▶ _Description of the task_
Go through the data line by line from the top, retyping each exactly, and end with the line that contains "byte for byte.".

[Collected data entries]
== Segment start ==
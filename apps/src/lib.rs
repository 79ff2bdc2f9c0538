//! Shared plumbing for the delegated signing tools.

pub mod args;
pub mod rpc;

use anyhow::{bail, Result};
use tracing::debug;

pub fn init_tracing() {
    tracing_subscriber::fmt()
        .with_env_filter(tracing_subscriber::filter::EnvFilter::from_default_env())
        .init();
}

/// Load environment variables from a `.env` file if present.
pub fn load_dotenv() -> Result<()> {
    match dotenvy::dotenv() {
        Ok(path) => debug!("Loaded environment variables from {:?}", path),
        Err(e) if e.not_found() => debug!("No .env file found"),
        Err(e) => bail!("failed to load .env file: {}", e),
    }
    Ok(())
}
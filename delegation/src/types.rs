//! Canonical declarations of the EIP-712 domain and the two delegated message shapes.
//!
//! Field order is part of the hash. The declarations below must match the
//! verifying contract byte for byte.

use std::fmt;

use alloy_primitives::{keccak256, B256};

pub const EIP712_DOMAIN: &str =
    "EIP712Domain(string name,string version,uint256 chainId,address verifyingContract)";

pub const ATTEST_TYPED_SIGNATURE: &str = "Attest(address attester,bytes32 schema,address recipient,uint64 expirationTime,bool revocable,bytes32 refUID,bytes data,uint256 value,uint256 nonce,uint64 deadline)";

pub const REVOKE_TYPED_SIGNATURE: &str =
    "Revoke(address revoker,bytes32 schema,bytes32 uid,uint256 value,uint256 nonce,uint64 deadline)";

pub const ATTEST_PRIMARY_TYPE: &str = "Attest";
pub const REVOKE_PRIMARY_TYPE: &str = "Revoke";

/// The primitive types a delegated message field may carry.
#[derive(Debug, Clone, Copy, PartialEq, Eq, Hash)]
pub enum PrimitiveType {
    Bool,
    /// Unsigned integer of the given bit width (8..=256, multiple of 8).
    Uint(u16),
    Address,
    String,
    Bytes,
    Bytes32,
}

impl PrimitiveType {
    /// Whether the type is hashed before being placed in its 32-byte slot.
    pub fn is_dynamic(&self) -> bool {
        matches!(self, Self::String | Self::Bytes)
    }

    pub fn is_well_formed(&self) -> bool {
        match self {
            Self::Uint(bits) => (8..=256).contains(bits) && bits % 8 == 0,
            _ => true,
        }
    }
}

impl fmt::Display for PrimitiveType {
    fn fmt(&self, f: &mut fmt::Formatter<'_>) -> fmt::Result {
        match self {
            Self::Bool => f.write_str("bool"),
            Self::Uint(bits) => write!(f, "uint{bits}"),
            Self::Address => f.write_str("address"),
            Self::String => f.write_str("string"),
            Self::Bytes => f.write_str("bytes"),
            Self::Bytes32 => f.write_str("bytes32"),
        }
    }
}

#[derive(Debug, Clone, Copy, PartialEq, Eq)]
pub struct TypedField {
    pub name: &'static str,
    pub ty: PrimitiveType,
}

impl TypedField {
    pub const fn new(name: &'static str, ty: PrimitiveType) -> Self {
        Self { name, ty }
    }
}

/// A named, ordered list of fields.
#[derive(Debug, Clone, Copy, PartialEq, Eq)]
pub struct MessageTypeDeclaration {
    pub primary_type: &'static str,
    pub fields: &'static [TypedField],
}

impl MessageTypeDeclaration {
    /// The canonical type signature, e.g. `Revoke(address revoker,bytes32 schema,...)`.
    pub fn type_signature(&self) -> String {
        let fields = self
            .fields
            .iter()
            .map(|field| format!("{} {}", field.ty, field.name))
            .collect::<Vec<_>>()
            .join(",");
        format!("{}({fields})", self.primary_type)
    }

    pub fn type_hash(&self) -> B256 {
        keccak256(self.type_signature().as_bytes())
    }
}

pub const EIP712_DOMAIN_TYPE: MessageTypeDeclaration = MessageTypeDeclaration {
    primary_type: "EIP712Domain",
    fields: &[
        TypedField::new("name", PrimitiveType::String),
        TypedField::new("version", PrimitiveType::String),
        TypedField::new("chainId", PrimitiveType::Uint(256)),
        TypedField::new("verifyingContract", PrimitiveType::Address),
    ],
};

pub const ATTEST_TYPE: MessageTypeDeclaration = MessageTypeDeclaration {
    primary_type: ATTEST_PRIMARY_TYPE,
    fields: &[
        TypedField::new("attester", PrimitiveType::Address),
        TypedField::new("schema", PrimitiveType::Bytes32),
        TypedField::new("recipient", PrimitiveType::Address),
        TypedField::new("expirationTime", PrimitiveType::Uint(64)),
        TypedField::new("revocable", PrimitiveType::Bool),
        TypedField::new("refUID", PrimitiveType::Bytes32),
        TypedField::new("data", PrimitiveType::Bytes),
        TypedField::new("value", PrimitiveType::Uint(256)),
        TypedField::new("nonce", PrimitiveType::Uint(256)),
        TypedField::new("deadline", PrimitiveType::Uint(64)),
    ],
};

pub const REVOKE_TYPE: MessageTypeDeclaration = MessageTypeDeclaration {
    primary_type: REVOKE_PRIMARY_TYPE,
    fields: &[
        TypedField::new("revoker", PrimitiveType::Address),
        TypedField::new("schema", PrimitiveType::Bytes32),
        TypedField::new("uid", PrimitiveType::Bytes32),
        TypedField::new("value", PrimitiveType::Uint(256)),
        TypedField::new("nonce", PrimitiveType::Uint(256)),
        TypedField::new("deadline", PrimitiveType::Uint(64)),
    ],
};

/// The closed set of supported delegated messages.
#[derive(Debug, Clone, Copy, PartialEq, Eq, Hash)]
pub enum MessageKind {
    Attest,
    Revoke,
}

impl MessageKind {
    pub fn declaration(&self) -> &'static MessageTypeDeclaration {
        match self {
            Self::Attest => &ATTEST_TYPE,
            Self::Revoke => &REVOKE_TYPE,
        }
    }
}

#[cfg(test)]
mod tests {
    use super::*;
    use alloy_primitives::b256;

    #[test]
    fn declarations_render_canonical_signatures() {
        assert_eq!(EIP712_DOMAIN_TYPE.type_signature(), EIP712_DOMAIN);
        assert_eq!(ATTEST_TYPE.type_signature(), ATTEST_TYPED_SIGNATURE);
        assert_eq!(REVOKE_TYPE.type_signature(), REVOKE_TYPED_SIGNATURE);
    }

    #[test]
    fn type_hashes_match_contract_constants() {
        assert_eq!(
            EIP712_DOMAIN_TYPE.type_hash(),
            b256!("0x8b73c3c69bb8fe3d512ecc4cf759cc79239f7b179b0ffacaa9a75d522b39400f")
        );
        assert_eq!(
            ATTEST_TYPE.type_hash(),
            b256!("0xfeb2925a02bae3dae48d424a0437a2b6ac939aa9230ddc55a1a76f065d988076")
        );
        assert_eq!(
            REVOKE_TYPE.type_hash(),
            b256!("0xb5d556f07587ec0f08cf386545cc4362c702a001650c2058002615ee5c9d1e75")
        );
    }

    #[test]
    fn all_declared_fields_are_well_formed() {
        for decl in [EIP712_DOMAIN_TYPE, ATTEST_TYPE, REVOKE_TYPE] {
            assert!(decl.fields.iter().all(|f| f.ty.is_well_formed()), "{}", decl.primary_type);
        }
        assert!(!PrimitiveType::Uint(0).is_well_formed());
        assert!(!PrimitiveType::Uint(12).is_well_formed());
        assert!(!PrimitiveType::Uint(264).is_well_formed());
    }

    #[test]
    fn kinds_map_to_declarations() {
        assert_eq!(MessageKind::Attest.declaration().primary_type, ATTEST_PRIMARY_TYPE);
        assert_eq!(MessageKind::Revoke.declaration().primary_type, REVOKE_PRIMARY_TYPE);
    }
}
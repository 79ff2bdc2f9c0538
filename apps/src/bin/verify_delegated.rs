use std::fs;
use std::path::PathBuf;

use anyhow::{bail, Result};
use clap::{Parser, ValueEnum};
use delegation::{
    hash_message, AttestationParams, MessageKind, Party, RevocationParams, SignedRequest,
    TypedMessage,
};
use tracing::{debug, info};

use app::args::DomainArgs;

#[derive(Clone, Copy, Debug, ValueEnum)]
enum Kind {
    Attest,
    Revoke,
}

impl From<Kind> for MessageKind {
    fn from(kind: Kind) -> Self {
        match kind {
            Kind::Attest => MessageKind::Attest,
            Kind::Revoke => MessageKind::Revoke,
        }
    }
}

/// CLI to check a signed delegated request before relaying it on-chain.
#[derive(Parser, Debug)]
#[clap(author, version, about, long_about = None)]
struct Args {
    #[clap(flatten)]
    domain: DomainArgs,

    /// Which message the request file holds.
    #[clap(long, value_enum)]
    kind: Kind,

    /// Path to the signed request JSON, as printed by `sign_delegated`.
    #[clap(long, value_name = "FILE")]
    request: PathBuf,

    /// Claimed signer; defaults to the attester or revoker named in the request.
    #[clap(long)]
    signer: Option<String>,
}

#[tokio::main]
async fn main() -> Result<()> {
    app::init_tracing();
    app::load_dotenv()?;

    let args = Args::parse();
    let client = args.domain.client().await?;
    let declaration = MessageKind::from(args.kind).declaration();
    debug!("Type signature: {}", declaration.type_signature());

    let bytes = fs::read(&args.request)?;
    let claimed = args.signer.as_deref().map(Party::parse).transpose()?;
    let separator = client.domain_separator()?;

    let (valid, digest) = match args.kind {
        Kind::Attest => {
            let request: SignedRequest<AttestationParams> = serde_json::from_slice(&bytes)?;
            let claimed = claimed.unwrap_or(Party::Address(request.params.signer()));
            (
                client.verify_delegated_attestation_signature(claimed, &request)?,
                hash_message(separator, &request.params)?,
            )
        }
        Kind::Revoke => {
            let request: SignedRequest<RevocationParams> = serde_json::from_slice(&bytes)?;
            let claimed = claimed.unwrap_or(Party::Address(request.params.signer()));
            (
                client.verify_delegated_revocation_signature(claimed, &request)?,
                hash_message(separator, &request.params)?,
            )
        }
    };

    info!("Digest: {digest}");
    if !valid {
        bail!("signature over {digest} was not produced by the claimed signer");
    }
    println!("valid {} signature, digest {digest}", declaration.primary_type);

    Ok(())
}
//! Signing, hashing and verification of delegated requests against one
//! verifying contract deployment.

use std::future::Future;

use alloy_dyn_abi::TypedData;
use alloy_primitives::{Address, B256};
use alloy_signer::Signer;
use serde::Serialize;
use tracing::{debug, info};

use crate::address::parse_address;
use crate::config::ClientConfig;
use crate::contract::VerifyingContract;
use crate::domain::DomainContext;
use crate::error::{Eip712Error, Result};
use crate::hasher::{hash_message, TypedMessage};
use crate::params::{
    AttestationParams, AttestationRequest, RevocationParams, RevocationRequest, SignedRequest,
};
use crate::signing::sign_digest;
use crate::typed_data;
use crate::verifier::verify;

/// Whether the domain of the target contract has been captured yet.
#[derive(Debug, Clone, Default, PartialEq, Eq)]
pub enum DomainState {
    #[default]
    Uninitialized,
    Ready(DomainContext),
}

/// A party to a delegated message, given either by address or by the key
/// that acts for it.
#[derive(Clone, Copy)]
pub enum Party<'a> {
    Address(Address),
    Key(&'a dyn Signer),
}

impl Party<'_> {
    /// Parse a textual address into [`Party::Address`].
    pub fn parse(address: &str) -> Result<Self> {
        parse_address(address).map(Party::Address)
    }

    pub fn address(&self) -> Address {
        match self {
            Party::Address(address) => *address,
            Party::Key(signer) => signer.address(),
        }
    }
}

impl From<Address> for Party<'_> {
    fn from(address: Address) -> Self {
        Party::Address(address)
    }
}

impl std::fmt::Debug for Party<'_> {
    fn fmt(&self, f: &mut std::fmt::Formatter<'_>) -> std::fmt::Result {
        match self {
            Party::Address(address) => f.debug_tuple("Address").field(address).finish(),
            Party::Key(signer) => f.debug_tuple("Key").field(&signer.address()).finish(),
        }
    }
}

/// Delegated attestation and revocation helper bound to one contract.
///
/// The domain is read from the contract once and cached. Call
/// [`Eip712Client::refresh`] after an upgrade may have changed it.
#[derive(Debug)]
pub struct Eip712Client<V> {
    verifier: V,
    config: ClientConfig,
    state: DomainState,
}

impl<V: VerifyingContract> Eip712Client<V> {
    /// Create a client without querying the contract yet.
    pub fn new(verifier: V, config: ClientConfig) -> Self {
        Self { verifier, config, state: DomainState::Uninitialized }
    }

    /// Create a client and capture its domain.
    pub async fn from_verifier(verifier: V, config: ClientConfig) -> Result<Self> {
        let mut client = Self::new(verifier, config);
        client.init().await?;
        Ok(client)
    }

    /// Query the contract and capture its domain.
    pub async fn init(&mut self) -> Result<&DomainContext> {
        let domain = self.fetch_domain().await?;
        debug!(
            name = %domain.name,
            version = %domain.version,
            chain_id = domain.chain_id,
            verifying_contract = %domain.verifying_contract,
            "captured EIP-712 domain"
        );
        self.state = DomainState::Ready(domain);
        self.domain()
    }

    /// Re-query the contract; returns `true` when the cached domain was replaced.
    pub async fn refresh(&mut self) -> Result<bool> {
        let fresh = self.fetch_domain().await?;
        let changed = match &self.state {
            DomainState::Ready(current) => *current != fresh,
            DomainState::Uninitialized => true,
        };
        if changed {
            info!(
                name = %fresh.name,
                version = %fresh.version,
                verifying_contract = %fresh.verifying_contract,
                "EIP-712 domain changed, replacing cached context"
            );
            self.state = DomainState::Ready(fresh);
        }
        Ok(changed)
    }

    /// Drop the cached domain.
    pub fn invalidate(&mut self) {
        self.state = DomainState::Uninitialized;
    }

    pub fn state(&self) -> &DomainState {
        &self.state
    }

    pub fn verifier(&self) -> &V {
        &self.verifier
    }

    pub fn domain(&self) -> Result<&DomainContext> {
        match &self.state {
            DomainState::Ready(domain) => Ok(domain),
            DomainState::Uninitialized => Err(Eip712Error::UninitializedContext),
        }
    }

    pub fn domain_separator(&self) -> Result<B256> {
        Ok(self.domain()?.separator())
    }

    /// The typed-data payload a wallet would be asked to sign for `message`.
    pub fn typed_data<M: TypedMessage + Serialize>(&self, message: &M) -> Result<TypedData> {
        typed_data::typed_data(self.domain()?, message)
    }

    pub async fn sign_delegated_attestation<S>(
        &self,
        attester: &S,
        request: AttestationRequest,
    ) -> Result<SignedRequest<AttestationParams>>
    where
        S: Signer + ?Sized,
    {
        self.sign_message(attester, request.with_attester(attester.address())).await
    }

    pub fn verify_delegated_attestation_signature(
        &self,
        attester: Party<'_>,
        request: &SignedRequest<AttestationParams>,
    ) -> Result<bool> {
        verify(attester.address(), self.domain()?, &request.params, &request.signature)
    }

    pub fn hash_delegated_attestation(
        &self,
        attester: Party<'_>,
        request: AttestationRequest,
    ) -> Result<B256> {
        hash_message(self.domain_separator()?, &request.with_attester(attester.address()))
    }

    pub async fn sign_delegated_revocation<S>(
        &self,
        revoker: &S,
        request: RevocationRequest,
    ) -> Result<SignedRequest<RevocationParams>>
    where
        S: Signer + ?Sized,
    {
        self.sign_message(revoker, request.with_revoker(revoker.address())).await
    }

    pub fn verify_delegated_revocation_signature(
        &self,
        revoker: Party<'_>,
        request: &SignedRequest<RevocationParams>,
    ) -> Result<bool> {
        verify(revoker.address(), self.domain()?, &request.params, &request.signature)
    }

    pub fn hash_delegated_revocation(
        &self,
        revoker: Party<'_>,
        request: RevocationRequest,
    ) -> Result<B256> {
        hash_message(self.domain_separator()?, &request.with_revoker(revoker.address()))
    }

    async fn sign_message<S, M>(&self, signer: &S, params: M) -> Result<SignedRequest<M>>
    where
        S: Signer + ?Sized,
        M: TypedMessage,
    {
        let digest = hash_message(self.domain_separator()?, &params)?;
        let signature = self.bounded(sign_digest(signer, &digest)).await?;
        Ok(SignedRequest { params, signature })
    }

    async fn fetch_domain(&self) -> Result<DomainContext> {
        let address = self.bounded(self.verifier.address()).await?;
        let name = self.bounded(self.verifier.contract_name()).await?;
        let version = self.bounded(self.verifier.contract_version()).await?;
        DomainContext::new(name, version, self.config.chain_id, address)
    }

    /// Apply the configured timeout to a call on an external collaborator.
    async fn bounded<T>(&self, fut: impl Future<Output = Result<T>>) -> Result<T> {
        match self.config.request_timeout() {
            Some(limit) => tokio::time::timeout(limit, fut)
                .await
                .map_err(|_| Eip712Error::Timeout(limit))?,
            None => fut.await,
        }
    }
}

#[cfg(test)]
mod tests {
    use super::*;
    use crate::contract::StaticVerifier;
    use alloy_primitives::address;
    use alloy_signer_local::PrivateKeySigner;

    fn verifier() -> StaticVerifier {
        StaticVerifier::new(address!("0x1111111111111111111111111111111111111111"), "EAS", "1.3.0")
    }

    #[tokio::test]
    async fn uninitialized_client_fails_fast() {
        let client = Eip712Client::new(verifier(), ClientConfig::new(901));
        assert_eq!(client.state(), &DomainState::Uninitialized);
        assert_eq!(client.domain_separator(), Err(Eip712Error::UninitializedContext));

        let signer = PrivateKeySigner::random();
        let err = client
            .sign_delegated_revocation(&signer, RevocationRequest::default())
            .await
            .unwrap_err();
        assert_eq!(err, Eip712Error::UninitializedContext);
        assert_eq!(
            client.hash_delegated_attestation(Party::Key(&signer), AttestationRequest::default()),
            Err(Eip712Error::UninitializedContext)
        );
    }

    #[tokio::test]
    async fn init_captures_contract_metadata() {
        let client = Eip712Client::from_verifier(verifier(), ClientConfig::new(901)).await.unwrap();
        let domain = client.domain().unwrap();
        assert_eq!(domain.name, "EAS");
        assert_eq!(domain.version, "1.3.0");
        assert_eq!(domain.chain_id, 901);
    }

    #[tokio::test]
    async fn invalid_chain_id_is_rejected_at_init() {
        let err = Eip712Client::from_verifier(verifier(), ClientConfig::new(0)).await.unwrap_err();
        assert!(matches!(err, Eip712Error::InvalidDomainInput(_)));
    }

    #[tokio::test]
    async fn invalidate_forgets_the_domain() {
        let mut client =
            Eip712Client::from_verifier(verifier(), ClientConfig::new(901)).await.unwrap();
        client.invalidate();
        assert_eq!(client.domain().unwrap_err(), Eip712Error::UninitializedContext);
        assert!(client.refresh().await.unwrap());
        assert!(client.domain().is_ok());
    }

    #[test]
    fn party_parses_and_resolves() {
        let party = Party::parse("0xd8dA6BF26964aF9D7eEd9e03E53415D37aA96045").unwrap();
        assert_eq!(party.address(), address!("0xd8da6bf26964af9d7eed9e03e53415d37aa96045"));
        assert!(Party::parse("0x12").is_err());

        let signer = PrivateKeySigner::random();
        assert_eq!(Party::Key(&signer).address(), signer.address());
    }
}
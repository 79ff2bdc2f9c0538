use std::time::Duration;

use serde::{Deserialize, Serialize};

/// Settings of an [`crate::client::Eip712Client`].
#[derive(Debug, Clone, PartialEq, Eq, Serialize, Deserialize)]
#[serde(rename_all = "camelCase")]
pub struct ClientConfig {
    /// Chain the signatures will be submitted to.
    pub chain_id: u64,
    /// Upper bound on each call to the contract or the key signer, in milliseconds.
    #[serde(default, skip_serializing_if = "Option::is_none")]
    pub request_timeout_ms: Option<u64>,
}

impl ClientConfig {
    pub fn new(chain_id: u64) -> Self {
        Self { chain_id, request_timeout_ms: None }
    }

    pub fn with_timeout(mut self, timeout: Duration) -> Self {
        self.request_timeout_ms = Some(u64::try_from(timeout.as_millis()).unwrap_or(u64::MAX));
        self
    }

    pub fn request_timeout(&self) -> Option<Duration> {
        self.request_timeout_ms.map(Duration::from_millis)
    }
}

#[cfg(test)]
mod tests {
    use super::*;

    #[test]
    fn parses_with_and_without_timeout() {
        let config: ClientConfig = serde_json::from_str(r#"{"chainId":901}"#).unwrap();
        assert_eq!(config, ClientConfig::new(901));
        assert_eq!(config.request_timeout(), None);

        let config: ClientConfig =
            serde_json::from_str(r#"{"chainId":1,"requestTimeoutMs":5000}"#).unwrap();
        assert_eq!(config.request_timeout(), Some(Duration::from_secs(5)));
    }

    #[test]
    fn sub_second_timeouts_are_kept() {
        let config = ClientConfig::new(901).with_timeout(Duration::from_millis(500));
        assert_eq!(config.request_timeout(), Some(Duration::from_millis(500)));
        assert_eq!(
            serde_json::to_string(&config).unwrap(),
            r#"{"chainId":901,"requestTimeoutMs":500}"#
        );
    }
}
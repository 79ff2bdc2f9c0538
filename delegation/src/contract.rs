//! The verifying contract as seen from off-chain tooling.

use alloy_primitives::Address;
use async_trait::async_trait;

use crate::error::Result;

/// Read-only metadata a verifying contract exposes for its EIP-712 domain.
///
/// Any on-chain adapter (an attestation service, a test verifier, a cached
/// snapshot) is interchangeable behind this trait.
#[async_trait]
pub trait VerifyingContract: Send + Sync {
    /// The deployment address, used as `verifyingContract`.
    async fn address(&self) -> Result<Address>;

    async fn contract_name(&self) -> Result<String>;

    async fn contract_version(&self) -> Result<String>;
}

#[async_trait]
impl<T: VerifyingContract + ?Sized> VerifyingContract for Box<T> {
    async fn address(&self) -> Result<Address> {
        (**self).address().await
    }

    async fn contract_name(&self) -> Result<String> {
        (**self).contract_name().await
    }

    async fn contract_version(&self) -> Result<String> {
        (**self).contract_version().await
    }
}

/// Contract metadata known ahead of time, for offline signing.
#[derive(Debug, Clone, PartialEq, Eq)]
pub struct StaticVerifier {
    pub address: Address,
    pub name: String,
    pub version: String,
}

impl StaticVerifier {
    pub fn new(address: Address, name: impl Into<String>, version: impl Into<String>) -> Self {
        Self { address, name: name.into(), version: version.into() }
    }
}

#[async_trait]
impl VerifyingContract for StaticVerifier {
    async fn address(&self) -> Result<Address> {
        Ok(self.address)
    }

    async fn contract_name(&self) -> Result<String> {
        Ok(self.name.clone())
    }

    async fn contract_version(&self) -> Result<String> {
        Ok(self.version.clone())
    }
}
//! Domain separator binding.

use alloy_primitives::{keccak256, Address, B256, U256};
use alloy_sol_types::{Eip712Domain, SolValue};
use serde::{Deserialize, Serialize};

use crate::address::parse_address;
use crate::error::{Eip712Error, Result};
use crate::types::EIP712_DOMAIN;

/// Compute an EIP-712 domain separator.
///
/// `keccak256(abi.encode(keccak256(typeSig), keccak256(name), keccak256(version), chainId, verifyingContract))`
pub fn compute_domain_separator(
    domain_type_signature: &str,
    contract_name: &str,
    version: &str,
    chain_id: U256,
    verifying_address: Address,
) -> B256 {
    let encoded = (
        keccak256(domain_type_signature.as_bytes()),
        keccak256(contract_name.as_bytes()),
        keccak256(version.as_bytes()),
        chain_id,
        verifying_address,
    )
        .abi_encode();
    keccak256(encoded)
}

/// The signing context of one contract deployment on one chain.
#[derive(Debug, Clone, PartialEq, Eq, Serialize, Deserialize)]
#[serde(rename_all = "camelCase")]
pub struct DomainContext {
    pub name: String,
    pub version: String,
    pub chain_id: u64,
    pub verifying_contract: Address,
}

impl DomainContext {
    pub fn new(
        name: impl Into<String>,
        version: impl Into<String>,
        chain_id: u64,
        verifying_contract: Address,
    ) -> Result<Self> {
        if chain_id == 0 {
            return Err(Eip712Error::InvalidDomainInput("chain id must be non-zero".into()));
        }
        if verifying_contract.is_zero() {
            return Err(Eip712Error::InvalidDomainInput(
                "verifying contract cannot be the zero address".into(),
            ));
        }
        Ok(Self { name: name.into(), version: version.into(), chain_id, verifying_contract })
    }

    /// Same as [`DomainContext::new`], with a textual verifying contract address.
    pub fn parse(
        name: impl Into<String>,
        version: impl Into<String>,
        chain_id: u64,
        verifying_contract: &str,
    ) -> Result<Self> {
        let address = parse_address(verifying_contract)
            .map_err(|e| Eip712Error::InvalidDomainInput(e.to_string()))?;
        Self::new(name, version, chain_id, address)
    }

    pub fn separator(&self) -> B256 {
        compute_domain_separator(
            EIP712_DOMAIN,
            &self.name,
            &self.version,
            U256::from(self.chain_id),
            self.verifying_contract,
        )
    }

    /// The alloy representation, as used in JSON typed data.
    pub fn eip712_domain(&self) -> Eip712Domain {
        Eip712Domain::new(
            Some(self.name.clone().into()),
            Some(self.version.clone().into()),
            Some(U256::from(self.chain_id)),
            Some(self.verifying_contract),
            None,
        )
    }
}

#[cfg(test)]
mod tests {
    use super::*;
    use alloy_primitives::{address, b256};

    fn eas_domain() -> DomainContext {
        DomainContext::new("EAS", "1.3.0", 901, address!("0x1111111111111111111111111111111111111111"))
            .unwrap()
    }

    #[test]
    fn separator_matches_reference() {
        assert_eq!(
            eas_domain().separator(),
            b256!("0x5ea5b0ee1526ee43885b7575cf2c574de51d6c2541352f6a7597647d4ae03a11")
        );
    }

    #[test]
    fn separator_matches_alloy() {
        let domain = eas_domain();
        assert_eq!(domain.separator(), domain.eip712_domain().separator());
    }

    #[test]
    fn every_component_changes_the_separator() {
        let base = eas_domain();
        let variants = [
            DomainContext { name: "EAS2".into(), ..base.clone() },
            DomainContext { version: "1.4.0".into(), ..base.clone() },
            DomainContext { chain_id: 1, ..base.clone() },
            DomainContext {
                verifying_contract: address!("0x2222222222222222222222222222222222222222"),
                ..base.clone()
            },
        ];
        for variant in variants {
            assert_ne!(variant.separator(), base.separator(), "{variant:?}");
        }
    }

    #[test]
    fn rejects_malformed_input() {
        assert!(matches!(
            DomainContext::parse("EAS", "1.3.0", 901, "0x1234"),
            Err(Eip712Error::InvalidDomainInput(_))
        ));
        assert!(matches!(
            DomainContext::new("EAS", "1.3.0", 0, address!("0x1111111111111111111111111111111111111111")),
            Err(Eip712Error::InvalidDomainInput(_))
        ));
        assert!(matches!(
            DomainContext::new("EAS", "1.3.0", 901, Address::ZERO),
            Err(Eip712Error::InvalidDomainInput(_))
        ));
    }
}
== Segment end ==
▶ _Written answer_
filename apps/src/lib.rs
repository 79ff2bdc2f9c0538
//! Shared plumbing for the delegated signing tools.

pub mod args;
pub mod rpc;

use anyhow::{bail, Result};
use tracing::debug;

pub fn init_tracing() {
    tracing_subscriber::fmt()
        .with_env_filter(tracing_subscriber::filter::EnvFilter::from_default_env())
        .init();
}

/// Load environment variables from a `.env` file if present.
pub fn load_dotenv() -> Result<()> {
    match dotenvy::dotenv() {
        Ok(path) => debug!("Loaded environment variables from {:?}", path),
        Err(e) if e.not_found() => debug!("No .env file found"),
        Err(e) => bail!("failed to load .env file: {}", e),
    }
    Ok(())
}
filename delegation/src/types.rs
//! Canonical declarations of the EIP-712 domain and the two delegated message shapes.
//!
//! Field order is part of the hash. The declarations below must match the
//! verifying contract byte for byte.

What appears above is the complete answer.